In ritardo perenne con la storia (i conti col comunismo in Italia sono stati risolti per delega con il crollo del Muro, e manca ancora un pubblico bilancio) per una volta la sinistra del nostro Paese era in anticipo sulla cronaca. Il Pd, infatti, era nato prima che questi fenomeni di disgregazione del sistema politico e del meccanismo di rappresentanza si evidenziassero. Il profilo era l’unico possibile per un Paese che aveva nel Pci un partito che era durato troppo a lungo, senza saper risolvere il problema della sua identità autonoma, e nel Psi una forza che era durata troppo poco, suicidandosi con le tangenti e facendo mancare in Italia quel pesce pilota riformista che sotto nomi diversi concorre da decenni a governare le altre democrazie occidentali. Ecco dunque con il Pd la scelta di disegnare quel profilo riformista tipico di una sinistra di governo moderna e occidentale, innervata dalle due grandi tradizioni socialcomunista e cattolico-democratica.

Pochi anni dopo quel partito si trova senza radici e senza orizzonte, con le fonti inaridite e l’identità incerta: un capolavoro. Le tradizioni sono state cancellate dallo stesso segretario nella mistica dell’”anno zero” e della rottamazione, come se il renzismo fosse una forma politica nuova e non una legittima interpretazione della forma-partito che esisteva prima e che – almeno in teoria – dovrebbe continuare ad esistere anche dopo.
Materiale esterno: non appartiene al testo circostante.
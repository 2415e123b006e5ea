//! Normalized responses delivered to response handlers.

use std::fmt;

use bytes::{Bytes, BytesMut};

use crate::headers::Headers;
use crate::outcome::Outcome;
use crate::request::RequestId;

/// The normalized result of one request.
///
/// Exactly one `Response` is produced per sent request, whatever the outcome.
/// Ownership passes to the response handler.
#[derive(Clone, PartialEq, Eq)]
pub struct Response {
    id: RequestId,
    status: u16,
    headers: Headers,
    body: Bytes,
    outcome: Outcome,
}

impl fmt::Debug for Response {
    fn fmt(&self, f: &mut fmt::Formatter<'_>) -> fmt::Result {
        f.debug_struct("Response")
            .field("id", &self.id)
            .field("status", &self.status)
            .field("outcome", &self.outcome)
            .field("headers", &self.headers)
            .field("body", &self.body.len())
            .finish()
    }
}

impl Response {
    /// Identifier of the originating request.
    pub fn id(&self) -> &RequestId {
        &self.id
    }

    /// HTTP status code, or 0 if none was obtained.
    pub fn status(&self) -> u16 {
        self.status
    }

    /// Response headers, with content headers merged in.
    pub fn headers(&self) -> &Headers {
        &self.headers
    }

    /// Response body, possibly empty.
    pub fn body(&self) -> &Bytes {
        &self.body
    }

    /// Consume the response, returning the body.
    pub fn into_body(self) -> Bytes {
        self.body
    }

    /// Terminal classification of the request.
    pub fn outcome(&self) -> Outcome {
        self.outcome
    }
}

/// A response under construction by an in-flight operation.
#[derive(Debug)]
pub(crate) struct ResponseParts {
    id: RequestId,
    status: u16,
    headers: Headers,
    body: BytesMut,
}

impl ResponseParts {
    pub(crate) fn new(id: RequestId) -> Self {
        Self {
            id,
            status: 0,
            headers: Headers::new(),
            body: BytesMut::new(),
        }
    }

    pub(crate) fn status(&self) -> u16 {
        self.status
    }

    pub(crate) fn set_status(&mut self, status: u16) {
        self.status = status;
    }

    pub(crate) fn merge_headers(&mut self, headers: Headers) {
        self.headers.merge(headers);
    }

    pub(crate) fn append_body(&mut self, chunk: &[u8]) {
        self.body.extend_from_slice(chunk);
    }

    pub(crate) fn replace_body(&mut self, body: &[u8]) {
        self.body.clear();
        self.body.extend_from_slice(body);
    }

    pub(crate) fn body_len(&self) -> usize {
        self.body.len()
    }

    pub(crate) fn finish(self, outcome: Outcome) -> Response {
        Response {
            id: self.id,
            status: self.status,
            headers: self.headers,
            body: self.body.freeze(),
            outcome,
        }
    }
}

#[cfg(test)]
mod tests {
    use super::*;

    use static_assertions::assert_impl_all;

    assert_impl_all!(Response: Send, Sync);

    #[test]
    fn chunks_are_appended_in_order() {
        let mut parts = ResponseParts::new("WI-7".into());
        parts.set_status(200);
        parts.append_body(b"hello ");
        parts.append_body(b"");
        parts.append_body(b"world");

        let response = parts.finish(Outcome::Ok);
        assert_eq!(response.body().as_ref(), b"hello world");
        assert_eq!(response.status(), 200);
        assert!(response.outcome().is_ok());
    }

    #[test]
    fn replaced_body_discards_chunks() {
        let mut parts = ResponseParts::new("WI-8".into());
        parts.append_body(b"partial");
        parts.replace_body(b"whole");
        assert_eq!(parts.finish(Outcome::Ok).into_body().as_ref(), b"whole");
    }
}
Soprattutto, come se i partiti fossero modelli da indossare secondo le stagioni e le mode, e non realtà presenti e riconoscibili nella storia del Paese, purché il leader sappia rivestirsi della maestà di quella storia complessiva, interpretandola poi secondo il proprio carattere e la propria visione politica. L’orizzonte è stato invece tarpato dagli avversari interni di Renzi, disinteressati a usare il Pd come uno strumento comune per battaglie condivise, preferendo interpretarlo come un’arena permanente dove duellare ogni volta con il premier, affermando la propria identità nel duello e non nelle idee, perché l’idea di fondo è l’illegittimità di questa leadership.
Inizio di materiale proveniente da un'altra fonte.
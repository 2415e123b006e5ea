//! The seam between the request lifecycle and a native HTTP stack.
//!
//! A transport is split in two halves, mirroring how native stacks expose
//! themselves:
//!
//! - [`Transport`] is the session. It lives as long as the client, is shared
//!   read-only by every in-flight request, and creates connections and
//!   per-request handles.
//! - [`NativeRequest`] is the per-request handle. It accepts headers and a
//!   body, starts the exchange, and can be closed to cancel it.
//!
//! Native stacks report progress by calling [`EventSink::deliver`] with a
//! [`TransportEvent`], from whatever thread they like: inline from inside
//! [`NativeRequest::send`], from a thread pool, or from a completion port.
//! The request lifecycle serializes those events, so transports do not
//! need any synchronization of their own.

use std::fmt;
use std::sync::Arc;

use bytes::Bytes;

use crate::client::registry::{OperationKey, WeakRegistry};
use crate::headers::Headers;
use crate::request::RequestId;
use crate::BoxError;

pub mod hyper;
#[cfg(any(test, feature = "mocks"))]
pub mod mock;

/// Errors reported by native transports.
#[derive(Debug, Clone, thiserror::Error)]
#[non_exhaustive]
pub enum NativeError {
    /// The operation was cancelled or its handle was closed.
    #[error("operation cancelled")]
    Cancelled,

    /// The operation timed out.
    #[error("operation timed out")]
    Timeout,

    /// The host name could not be resolved.
    #[error("name not resolved")]
    NameNotResolved,

    /// No connection could be established with the remote host.
    #[error("cannot connect")]
    CannotConnect,

    /// The URL could not be parsed.
    #[error("invalid url: {0}")]
    InvalidUrl(String),

    /// The method is not a valid HTTP method.
    #[error("invalid method: {0}")]
    InvalidMethod(String),

    /// A header could not be attached to the request.
    #[error("invalid header: {0}")]
    InvalidHeader(String),

    /// The native stack rejected the request as malformed before sending it.
    #[error("request rejected with status {status}")]
    Rejected {
        /// The client-error status reported by the native stack.
        status: u16,
    },

    /// Any other native failure.
    #[error("transport: {0}")]
    Other(#[source] Arc<dyn std::error::Error + Send + Sync + 'static>),
}

impl NativeError {
    /// Wrap any other native failure.
    pub fn other(error: impl Into<BoxError>) -> Self {
        NativeError::Other(Arc::from(error.into()))
    }
}

impl From<crate::headers::InvalidHeader> for NativeError {
    fn from(error: crate::headers::InvalidHeader) -> Self {
        NativeError::InvalidHeader(error.0)
    }
}

/// The destination of a request, cracked from its URL.
#[derive(Debug, Clone, PartialEq, Eq)]
pub struct Target {
    /// URL scheme, e.g. `https`.
    pub scheme: String,
    /// Host name or address literal.
    pub host: String,
    /// Port, defaulted from the scheme when the URL has none.
    pub port: u16,
    /// Path and query string, always starting with `/`.
    pub path_and_query: String,
}

impl Target {
    /// Crack an absolute URL.
    ///
    /// The port defaults to 80 for `http` and 443 for anything else.
    pub fn parse(url: &str) -> Result<Self, NativeError> {
        let uri: http::Uri = url
            .parse()
            .map_err(|_| NativeError::InvalidUrl(url.to_owned()))?;

        let scheme = uri
            .scheme_str()
            .ok_or_else(|| NativeError::InvalidUrl(url.to_owned()))?
            .to_ascii_lowercase();
        let host = uri
            .host()
            .filter(|host| !host.is_empty())
            .ok_or_else(|| NativeError::InvalidUrl(url.to_owned()))?
            .trim_start_matches('[')
            .trim_end_matches(']')
            .to_owned();

        let port = uri.port_u16().unwrap_or(match scheme.as_str() {
            "http" => 80,
            _ => 443,
        });

        let path = match uri.path() {
            "" => "/",
            path => path,
        };
        let path_and_query = match uri.query() {
            Some(query) => format!("{path}?{query}"),
            None => path.to_owned(),
        };

        Ok(Target {
            scheme,
            host,
            port,
            path_and_query,
        })
    }

    /// `host:port` authority suitable for a `Host` header or a socket address lookup.
    pub fn authority(&self) -> String {
        if self.host.contains(':') {
            format!("[{}]:{}", self.host, self.port)
        } else {
            format!("{}:{}", self.host, self.port)
        }
    }
}

/// What a native stack will do after [`NativeRequest::close`].
#[derive(Debug, Clone, Copy, PartialEq, Eq)]
pub enum Closed {
    /// A final notification (usually [`NativeError::Cancelled`]) will still be delivered.
    Notifies,
    /// Nothing more will be delivered for this handle.
    Silent,
}

/// A native HTTP session.
pub trait Transport: Send + Sync + 'static {
    /// A connection to a host, created before any request handle.
    type Connection: Send + 'static;

    /// A per-request native handle.
    type Request: NativeRequest;

    /// Whether the session opened successfully. Requests sent on a session that
    /// is not open are rejected without any native call.
    fn is_open(&self) -> bool {
        true
    }

    /// Crack the request URL into a [`Target`].
    fn parse_url(&self, url: &str) -> Result<Target, NativeError> {
        Target::parse(url)
    }

    /// Create a connection handle for `target`.
    fn connect(&self, target: &Target) -> Result<Self::Connection, NativeError>;

    /// Open a request on `connection`. Progress for this request must be reported
    /// through `sink`.
    fn open_request(
        &self,
        connection: &Self::Connection,
        method: &str,
        target: &Target,
        sink: EventSink,
    ) -> Result<Self::Request, NativeError>;
}

/// A per-request native handle.
pub trait NativeRequest: Send + 'static {
    /// Attach request headers.
    fn add_headers(&mut self, headers: &Headers) -> Result<(), NativeError>;

    /// Start the exchange. Must not block on network I/O.
    fn send(&mut self, body: Bytes) -> Result<(), NativeError>;

    /// Close the handle, cancelling the exchange.
    fn close(&mut self) -> Closed;
}

/// A stage-transition notification from a native transport.
#[derive(Debug, Clone)]
pub enum TransportEvent {
    /// Response headers are available. The first of these moves the request on
    /// to receiving its body; later ones only add headers (e.g. content headers).
    Headers {
        /// Status code, if the native stack could provide one.
        status: Option<u16>,
        /// Parsed headers; see [`Headers::parse_raw`] for raw header blocks.
        headers: Headers,
    },

    /// A chunk of the response body, appended in arrival order.
    Data(Bytes),

    /// The whole response body, replacing anything buffered so far.
    Body(Bytes),

    /// All response data has been delivered.
    Complete,

    /// The exchange failed.
    Failed(NativeError),
}

/// Delivers [`TransportEvent`]s to the operation which owns a native request.
///
/// A sink addresses its operation by identifier through the client's registry,
/// never by reference: once the operation has finished and deregistered, late
/// deliveries are dropped.
#[derive(Clone)]
pub struct EventSink {
    key: OperationKey,
    registry: WeakRegistry,
}

impl fmt::Debug for EventSink {
    fn fmt(&self, f: &mut fmt::Formatter<'_>) -> fmt::Result {
        f.debug_struct("EventSink").field("id", self.key.id()).finish()
    }
}

impl EventSink {
    pub(crate) fn new(key: OperationKey, registry: WeakRegistry) -> Self {
        Self { key, registry }
    }

    /// Identifier of the request this sink reports for.
    pub fn id(&self) -> &RequestId {
        self.key.id()
    }

    /// Deliver an event. Returns `false` if the operation is no longer registered.
    pub fn deliver(&self, event: TransportEvent) -> bool {
        match self.registry.upgrade() {
            Some(registry) => registry.deliver(&self.key, event),
            None => {
                tracing::trace!(id = %self.key.id(), "client gone, dropping transport event");
                false
            }
        }
    }
}

#[cfg(test)]
mod tests {
    use super::*;

    use static_assertions::assert_impl_all;

    assert_impl_all!(NativeError: std::error::Error, Send, Sync);
    assert_impl_all!(EventSink: Send, Sync, Clone);
    assert_impl_all!(TransportEvent: Send, Sync, Clone);

    #[test]
    fn crack_url_defaults() {
        let target =
            Target::parse("https://mobile.events.data.microsoft.com/OneCollector/1.0/").unwrap();
        assert_eq!(target.scheme, "https");
        assert_eq!(target.host, "mobile.events.data.microsoft.com");
        assert_eq!(target.port, 443);
        assert_eq!(target.path_and_query, "/OneCollector/1.0/");

        let target = Target::parse("http://localhost:8080/?x=1").unwrap();
        assert_eq!(target.port, 8080);
        assert_eq!(target.path_and_query, "/?x=1");

        let target = Target::parse("http://127.0.0.1").unwrap();
        assert_eq!(target.port, 80);
        assert_eq!(target.path_and_query, "/");
        assert_eq!(target.authority(), "127.0.0.1:80");
    }

    #[test]
    fn crack_url_failures() {
        assert!(matches!(
            Target::parse("not a url"),
            Err(NativeError::InvalidUrl(_))
        ));
        assert!(matches!(
            Target::parse("/relative/only"),
            Err(NativeError::InvalidUrl(_))
        ));
    }
}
Il risultato è evidente. Il Pd è un soggetto politico dimezzato con le due metà brandite l’una contro l’altra in una guerra di posizioni che l’elettore segue con scarso interesse. Anche perché il Pd nonostante tutto in Parlamento è ancora la forza di maggioranza relativa e come dimostra la vicenda dell’elezione di Sergio Mattarella al Quirinale avrebbe la possibilità (ma più ancora il dovere) di giocare ogni partita semplicemente come spina dorsale del sistema politico e istituzionale, soggetto del cambiamento. E invece il Pd ha rinunciato al privilegio di questa responsabilità, preferendo giocare ogni volta due partite contrapposte, come sul referendum. Ci voleva tanto a capire in tempo utile che bisognava partire dalla ricerca concreta e testarda di un’unità del partito su un’ipotesi di modifica della legge elettorale, da portare poi all’esame delle altre forze politiche, riducendo il conflitto sul referendum? Non si è nemmeno provato, fino ad oggi, perdendo tempo e accumulando ruggine interna, fino all’invalidità permanente del Pd. Sprecando così un’opportunità clamorosa, in questa fiera perenne delle occasioni perdute.
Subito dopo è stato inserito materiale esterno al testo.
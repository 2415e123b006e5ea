//! Response handlers and lifecycle notifications.

use std::fmt;

use tokio::sync::oneshot;

use crate::request::RequestId;
use crate::response::Response;

/// Best-effort progress notifications for a request.
///
/// These are for diagnostics only. Not every transport produces every event,
/// and correctness must never depend on them.
#[derive(Debug, Clone, Copy, PartialEq, Eq, Hash)]
#[non_exhaustive]
pub enum LifecycleEvent {
    /// The connection and native request were created.
    Connecting,
    /// The request could not be set up, or was aborted before any network I/O.
    ConnectFailed,
    /// The request is being sent.
    Sending,
    /// The native send call failed.
    SendFailed,
    /// A response was received and classified as [`Outcome::Ok`](crate::Outcome::Ok).
    ResponseReceived,
}

impl fmt::Display for LifecycleEvent {
    fn fmt(&self, f: &mut fmt::Formatter<'_>) -> fmt::Result {
        let name = match self {
            LifecycleEvent::Connecting => "connecting",
            LifecycleEvent::ConnectFailed => "connect failed",
            LifecycleEvent::Sending => "sending",
            LifecycleEvent::SendFailed => "send failed",
            LifecycleEvent::ResponseReceived => "response received",
        };
        f.write_str(name)
    }
}

/// Receives the terminal [`Response`] of a request.
///
/// [`ResponseHandler::on_response`] consumes the handler, and is called exactly
/// once per sent request, from whichever thread finishes the request. Handlers
/// should return quickly and must not block waiting on other requests.
///
/// Any `FnOnce(Response)` closure is a handler.
pub trait ResponseHandler: Send + 'static {
    /// A lifecycle notification. The default implementation ignores it.
    fn on_event(&mut self, id: &RequestId, event: LifecycleEvent) {
        let _ = (id, event);
    }

    /// The terminal response. Ownership of the response passes to the handler.
    fn on_response(self: Box<Self>, response: Response);
}

impl<F> ResponseHandler for F
where
    F: FnOnce(Response) + Send + 'static,
{
    fn on_response(self: Box<Self>, response: Response) {
        (*self)(response)
    }
}

/// Forwards the response into a oneshot channel, for [`ResponseFuture`](super::ResponseFuture).
#[derive(Debug)]
pub(crate) struct Responder(oneshot::Sender<Response>);

impl Responder {
    pub(crate) fn channel() -> (Self, oneshot::Receiver<Response>) {
        let (tx, rx) = oneshot::channel();
        (Responder(tx), rx)
    }
}

impl ResponseHandler for Responder {
    fn on_response(self: Box<Self>, response: Response) {
        if self.0.send(response).is_err() {
            tracing::trace!("response future dropped before completion");
        }
    }
}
La destra che si riorganizza, i populismi arrembanti, non contano più e non fanno nemmeno suonare l’allarme: se non ciechi, Dio rende almeno sordi coloro che vuole perdere. Insieme con loro, perde il Paese che ha già visto consumarsi una tradizione politica e una lingua comune, in un deserto di cultura politica. Adesso rischia di consumarsi la funzione stessa della sinistra. Proprio mentre intorno tutto è destra, vecchia e nuova.